**Assigned task:** Down to the final line, reproduce the entries that follow exactly.

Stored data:
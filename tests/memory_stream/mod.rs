use docbase_engine::engine::FileStream;
use std::cmp::max;
use std::io;
use std::io::{Read, Seek, SeekFrom, Write};
use std::sync::{Arc, Mutex};

pub(crate) struct MemoryStream {
    buffer: Arc<Mutex<Vec<u8>>>,
    position: usize,
}

pub(crate) struct MemoryStreamFactory {
    buffer: Mutex<Option<Arc<Mutex<Vec<u8>>>>>,
}

impl MemoryStreamFactory {
    pub fn with_data(buffer: Arc<Mutex<Vec<u8>>>) -> Self {
        Self { buffer: Mutex::new(Some(buffer)) }
    }

    pub fn absent() -> Self {
        Self { buffer: Mutex::new(None) }
    }
}

impl docbase_engine::engine::StreamFactory for MemoryStreamFactory {
    fn get_stream(&self, writable: bool) -> docbase_engine::Result<Box<dyn FileStream>> {
        let mut buffer = self.buffer.lock().unwrap();
        if !writable && buffer.is_none() {
            return Err(io::Error::from(io::ErrorKind::NotFound).into());
        }
        let buffer = buffer.get_or_insert_with(|| Arc::new(Mutex::new(Vec::new()))).clone();

        Ok(Box::new(MemoryStream { buffer, position: 0 }) as Box<dyn FileStream>)
    }

    fn exists(&self) -> bool {
        self.buffer.lock().unwrap().is_some()
    }

    fn len(&self) -> docbase_engine::Result<u64> {
        Ok(self.buffer.lock().unwrap().as_ref().map(|x| x.lock().unwrap().len() as u64).unwrap_or(0))
    }

    fn delete(&self) -> docbase_engine::Result<()> {
        *self.buffer.lock().unwrap() = None;
        Ok(())
    }
}

impl FileStream for MemoryStream {
    fn set_len(&mut self, len: u64) -> docbase_engine::Result<()> {
        self.buffer.lock().unwrap().resize(len as usize, 0);
        Ok(())
    }

    fn sync_data(&mut self) -> docbase_engine::Result<()> {
        Ok(())
    }
}

impl Read for MemoryStream {
    fn read(&mut self, buf: &mut [u8]) -> io::Result<usize> {
        let buffer = self.buffer.lock().unwrap();
        let (_, mut to_read) = buffer.split_at(self.position);
        let read = to_read.read(buf)?;
        self.position += read;
        Ok(read)
    }
}

impl Write for MemoryStream {
    fn write(&mut self, buf: &[u8]) -> io::Result<usize> {
        let mut buffer = self.buffer.lock().unwrap();
        let write_end = self.position.checked_add(buf.len()).ok_or(io::ErrorKind::InvalidInput)?;
        let new_len = max(write_end, buffer.len());
        buffer.resize(new_len, 0u8);
        buffer[self.position..][..buf.len()].copy_from_slice(buf);
        self.position += buf.len();
        Ok(buf.len())
    }

    fn flush(&mut self) -> io::Result<()> {
        Ok(())
    }
}

impl Seek for MemoryStream {
    fn seek(&mut self, pos: SeekFrom) -> io::Result<u64> {
        match pos {
            SeekFrom::Start(p) => {
                self.position = p.try_into().map_err(|_| io::Error::from(io::ErrorKind::InvalidInput))?;
                Ok(p)
            }
            SeekFrom::End(d) => {
                let base = self.buffer.lock().unwrap().len();
                let d: isize = d.try_into().map_err(|_| io::Error::from(io::ErrorKind::InvalidInput))?;
                self.position = base.checked_add_signed(d).ok_or(io::ErrorKind::InvalidInput)?;
                Ok(self.position as u64)
            }
            SeekFrom::Current(d) => {
                let base = self.position;
                let d: isize = d.try_into().map_err(|_| io::Error::from(io::ErrorKind::InvalidInput))?;
                self.position = base.checked_add_signed(d).ok_or(io::ErrorKind::InvalidInput)?;
                Ok(self.position as u64)
            }
        }
    }
}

**Expected answer:**
filename tests/memory_stream/mod.rs
use docbase_engine::engine::FileStream;
use std::cmp::max;
use std::io;
use std::io::{Read, Seek, SeekFrom, Write};
use std::sync::{Arc, Mutex};

pub(crate) struct MemoryStream {
    buffer: Arc<Mutex<Vec<u8>>>,
    position: usize,
}

pub(crate) struct MemoryStreamFactory {
    buffer: Mutex<Option<Arc<Mutex<Vec<u8>>>>>,
}

impl MemoryStreamFactory {
    pub fn with_data(buffer: Arc<Mutex<Vec<u8>>>) -> Self {
        Self { buffer: Mutex::new(Some(buffer)) }
    }

    pub fn absent() -> Self {
        Self { buffer: Mutex::new(None) }
    }
}

impl docbase_engine::engine::StreamFactory for MemoryStreamFactory {
    fn get_stream(&self, writable: bool) -> docbase_engine::Result<Box<dyn FileStream>> {
        let mut buffer = self.buffer.lock().unwrap();
        if !writable && buffer.is_none() {
            return Err(io::Error::from(io::ErrorKind::NotFound).into());
        }
        let buffer = buffer.get_or_insert_with(|| Arc::new(Mutex::new(Vec::new()))).clone();

        Ok(Box::new(MemoryStream { buffer, position: 0 }) as Box<dyn FileStream>)
    }

    fn exists(&self) -> bool {
        self.buffer.lock().unwrap().is_some()
    }

    fn len(&self) -> docbase_engine::Result<u64> {
        Ok(self.buffer.lock().unwrap().as_ref().map(|x| x.lock().unwrap().len() as u64).unwrap_or(0))
    }

    fn delete(&self) -> docbase_engine::Result<()> {
        *self.buffer.lock().unwrap() = None;
        Ok(())
    }
}

impl FileStream for MemoryStream {
    fn set_len(&mut self, len: u64) -> docbase_engine::Result<()> {
        self.buffer.lock().unwrap().resize(len as usize, 0);
        Ok(())
    }

    fn sync_data(&mut self) -> docbase_engine::Result<()> {
        Ok(())
    }
}

impl Read for MemoryStream {
    fn read(&mut self, buf: &mut [u8]) -> io::Result<usize> {
        let buffer = self.buffer.lock().unwrap();
        let (_, mut to_read) = buffer.split_at(self.position);
        let read = to_read.read(buf)?;
        self.position += read;
        Ok(read)
    }
}

impl Write for MemoryStream {
    fn write(&mut self, buf: &[u8]) -> io::Result<usize> {
        let mut buffer = self.buffer.lock().unwrap();
        let write_end = self.position.checked_add(buf.len()).ok_or(io::ErrorKind::InvalidInput)?;
        let new_len = max(write_end, buffer.len());
        buffer.resize(new_len, 0u8);
        buffer[self.position..][..buf.len()].copy_from_slice(buf);
        self.position += buf.len();
        Ok(buf.len())
    }

    fn flush(&mut self) -> io::Result<()> {
        Ok(())
    }
}

impl Seek for MemoryStream {
    fn seek(&mut self, pos: SeekFrom) -> io::Result<u64> {
        match pos {
            SeekFrom::Start(p) => {
                self.position = p.try_into().map_err(|_| io::Error::from(io::ErrorKind::InvalidInput))?;
                Ok(p)
            }
            SeekFrom::End(d) => {
                let base = self.buffer.lock().unwrap().len();
                let d: isize = d.try_into().map_err(|_| io::Error::from(io::ErrorKind::InvalidInput))?;
                self.position = base.checked_add_signed(d).ok_or(io::ErrorKind::InvalidInput)?;
                Ok(self.position as u64)
            }
            SeekFrom::Current(d) => {
                let base = self.position;
                let d: isize = d.try_into().map_err(|_| io::Error::from(io::ErrorKind::InvalidInput))?;
                self.position = base.checked_add_signed(d).ok_or(io::ErrorKind::InvalidInput)?;
                Ok(self.position as u64)
            }
        }
    }
}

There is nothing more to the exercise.